As mentioned, we can help bring attention to your article by posting it on our homepage, posting it on our Facebook Fanpage, LinkedIn Group or Twitter feed or sending it to our opt-in email database as part of our newsletter.

We’ve also explained how you can help yourself by using headlines that are sharable, teasers that are compelling and keywords that will help search engines find you.

But never under-estimate the power of your own networks.

Leela Cosgrove has built a following of readers on the Anthill website, as has Sahil Merchant. Both contributors actively promote their latest articles through Twitter, Facebook and their own blogs.

In this way, they are able to build momentum by prompting comments and conversations that increase the popularity of their articles, encourage sharing and, therefore, increase the likelihood that their articles being found by search engines or linked to from popular third party websites.

Refining your body copy (editorial guidelines)

Every media outlet has its own editorial style-guide to ensure consistency. For example, one media outlet might use the expression ’30 percent’, another might say, 30 per cent’, while another will employ the symbol, ‘30%’.

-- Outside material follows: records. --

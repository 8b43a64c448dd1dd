//! Compatibility distance between genomes.
//!
//! The distance is a weighted sum of components that each fall roughly in `[0, 1]`:
//!
//! | component | normalized by | applies to |
//! |---|---|---|
//! | base stat difference (sum of absolute differences) | base stat total × 1.5 | both custom |
//! | type symmetric difference | 2 | both custom |
//! | move symmetric difference | [`MAX_MOVES`] | all |
//! | effort difference (sum of absolute differences) | effort total × 2 | all |
//! | nature differs | - | all |
//! | ability differs | - | both custom |

use pokevo_engine::{MAX_MOVES, StatKey, StatTable};
use serde::{Deserialize, Serialize};

use crate::genome::{Genome, GenomeConfig};

/// Weights of the distance components.
#[derive(Debug, Clone, Copy, PartialEq, Serialize, Deserialize)]
#[serde(default)]
pub struct CompatibilityCoefficients {
    pub stats: f32,
    pub types: f32,
    pub moves: f32,
    pub effort: f32,
    pub nature: f32,
    pub ability: f32,
}

impl Default for CompatibilityCoefficients {
    fn default() -> Self {
        Self {
            stats: 1.0,
            types: 1.0,
            moves: 0.8,
            effort: 0.5,
            nature: 0.2,
            ability: 0.0,
        }
    }
}

/// Weighted dissimilarity of two genomes. Symmetric, and zero for identical genomes.
#[expect(clippy::cast_precision_loss)]
#[must_use]
pub fn distance(
    a: &Genome,
    b: &Genome,
    coefficients: &CompatibilityCoefficients,
    config: &GenomeConfig,
) -> f32 {
    let both_custom = a.is_custom() && b.is_custom();
    let mut total = 0.0;

    if both_custom {
        let stat_diff = abs_diff_sum(a.base_stats(), b.base_stats());
        total +=
            coefficients.stats * (stat_diff / (f32::from(config.max_base_stat_total) * 1.5));
        let type_diff = symmetric_difference(a.types(), b.types());
        total += coefficients.types * (type_diff as f32 / 2.0);
    }

    let move_diff = symmetric_difference(a.moves(), b.moves());
    total += coefficients.moves * (move_diff as f32 / MAX_MOVES as f32);

    let effort_diff = abs_diff_sum(a.evs(), b.evs());
    total += coefficients.effort * (effort_diff / (f32::from(config.max_effort_total) * 2.0));

    if a.nature() != b.nature() {
        total += coefficients.nature;
    }
    if both_custom && a.ability() != b.ability() {
        total += coefficients.ability;
    }
    total
}

fn abs_diff_sum(a: &StatTable<u16>, b: &StatTable<u16>) -> f32 {
    StatKey::ALL
        .into_iter()
        .map(|key| f32::from(a[key].abs_diff(b[key])))
        .sum()
}

fn symmetric_difference<T: PartialEq>(a: &[T], b: &[T]) -> usize {
    a.iter().filter(|x| !b.contains(x)).count() + b.iter().filter(|x| !a.contains(x)).count()
}
//! Speciated evolution of combatant genomes.
//!
//! This crate evolves [`genome::Genome`]s (moves, nature, effort values and, for custom
//! combatants, base stats, typing and ability) against a gauntlet of fixed opponents. The
//! fitness signal comes from battles played by `pokevo-evaluator`, so the quality of the
//! move selector directly shapes what evolution rewards.
//!
//! # How Evolution Works
//!
//! 1. **Population** - Create random genomes from a template
//! 2. **Evaluation** - Each genome battles every gauntlet opponent several times
//! 3. **Speciation** - Genomes are grouped by [compatibility distance](distance)
//! 4. **Fitness sharing** - Raw fitness is divided by species size, so a large species
//!    cannot crowd out small ones
//! 5. **Stagnation** - Species that stop improving are removed (except the last one)
//! 6. **Reproduction** - Each species fills a fitness-proportional quota with its elite
//!    and mutated crossover children
//!
//! # Architecture
//!
//! ```text
//! Evolution (evolution)
//!     ↓ groups
//! Species (species) ←── distance (distance)
//!     ↓ breed
//! Genome (genome) ←── stat budgets (allocation)
//!     ↓ to_spec()
//! CombatantSpec (pokevo-engine)
//!     ↓ scored by
//! FitnessEvaluator (pokevo-evaluator)
//! ```
//!
//! # Modules
//!
//! - [`allocation`] - budgeted integer stat tables (normalization, effort spreads)
//! - [`genome`] - random initialization, mutation and crossover
//! - [`distance`] - weighted genome dissimilarity
//! - [`species`] - membership, shared fitness, stagnation, culling, parent selection
//! - [`evolution`] - the per-generation state machine
//!
//! # Current Limitations
//!
//! - Species representatives are fixed when the species is founded
//! - Fitness is measured against a fixed gauntlet only; genomes never battle each other
//!   during evolution
//! - Mutation touches exactly one facet per call

pub mod allocation;
pub mod distance;
pub mod evolution;
pub mod genome;
pub mod species;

Here are some of the more common examples that we ask our contributors to observe:

Commas in numbers.
We employ commas, as such: 1,200,000. (Not 1200000).

Percentage as a symbol
We employ the symbol, as such: 30%

Numbers as words
A number lower than 10 is written as a word (i.e. In four days it will be my birthday). A number higher than 10 is written as a number (i.e. It will be my birthday in 22 days). If the sentence begins with a number then that number is written with words (i.e. Twenty-two is the number of days until my birthday). The number 10 can be written as a number or a word unless presented at the beginning of a sentence, in which case it is written as a word (i.e. Ten days later…).

And the most frustrating of all…

A company is a single entity (employ singular, not plural form)
When referring to a company and ‘its’ actions, do not refer to ‘they’ or ‘their’ actions. A team is a single entity, as is a pair and a group. For example, “The company assembled a team of softball players for its annual family day. The team had a bear as its mascot. It assembled team mates into pairs so that each pair could have a photo taken with its mascot.” etc

How to upload your article

Please read the following technical specifications before attempting to upload your article.

Technical Specifications

  1. Please use the online form provided. Please DO NOT email your editorial submission (even if you have submitted an article this way before).
  2. You may draft your article using the word-processing software as your choice. But please be aware that you will be asked to ‘cut and paste’ the body-text into the online form provided. This form does not accept rich-formatting, such as italics, bold and links.
  3. To indicate where you wish to emphasise a word or phrase using italics, please use CAPS. For example, ‘The weather was REALLY cold.” We do not use bold to emphasise words in articles.
  4. To indicate that you wish to link to an external site, please include the link in brackets after the word, phrase or name that you wish to link from. For example, “The recent report, titled The Innovation Imperative in Manufacturing (http://www.bcg.com/documents/file15445.pdf), from the Boston Consulting Group (http://www.bcg.com/) included some interesting results.”
  5. To indicate that you wish to insert a supporting image or graph, please reference that picture by inserting a phrase such as [PICTURE #1 – Innovation Graph] or [PICTURE #3 – Funny Street Sign] to correspond with the field that you used to upload the picture when completing the online form and the content of the image.

Picture Specifications

  • If you wish to upload a picture of the author when completing the online form, please provide the image as a square JPG (255w x 255h).
  • If you wish to upload a thumbnail picture to promote the article, please provide the image as a square JPG (255w x 255h).
  • If you wish to upload a graph or image to support the article top be placed within the body-copy, please provide a JPG that is between 300 and 640 pixels wide.